● **Extracted entries**
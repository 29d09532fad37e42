//! Core of the blablabot long-polling client.
//!
//! This crate is framework-agnostic: it owns the typed records and their
//! schema-driven decoder, the session state machine, the Bot API calls, the
//! watermark store and the poll loop. HTTP and the command table live behind
//! ports (traits) implemented in adapter crates.

pub mod api;
pub mod config;
pub mod cursor;
pub mod domain;
pub mod errors;
pub mod logging;
pub mod model;
pub mod poll;
pub mod ports;
pub mod router;
pub mod schema;
pub mod transport;

#[cfg(test)]
pub(crate) mod testing;

pub use errors::{Error, Result};
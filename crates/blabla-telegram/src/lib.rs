//! Telegram-facing side of blablabot: the fixed text-command table and the
//! wiring that runs it over the HTTP adapter.

pub mod commands;
pub mod router;

pub use commands::{CommandTable, TextCommand};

● **Your task**
Each line of the records should be repeated exactly as it stands.

● **Response to this task**
repository 29d09532fad37e42
//! Core of the blablabot long-polling client.
//!
//! This crate is framework-agnostic: it owns the typed records and their
//! schema-driven decoder, the session state machine, the Bot API calls, the
//! watermark store and the poll loop. HTTP and the command table live behind
//! ports (traits) implemented in adapter crates.

pub mod api;
pub mod config;
pub mod cursor;
pub mod domain;
pub mod errors;
pub mod logging;
pub mod model;
pub mod poll;
pub mod ports;
pub mod router;
pub mod schema;
pub mod transport;

#[cfg(test)]
pub(crate) mod testing;

pub use errors::{Error, Result};
filename crates/blabla-telegram/src/lib.rs
//! Telegram-facing side of blablabot: the fixed text-command table and the
//! wiring that runs it over the HTTP adapter.

pub mod commands;
pub mod router;

pub use commands::{CommandTable, TextCommand};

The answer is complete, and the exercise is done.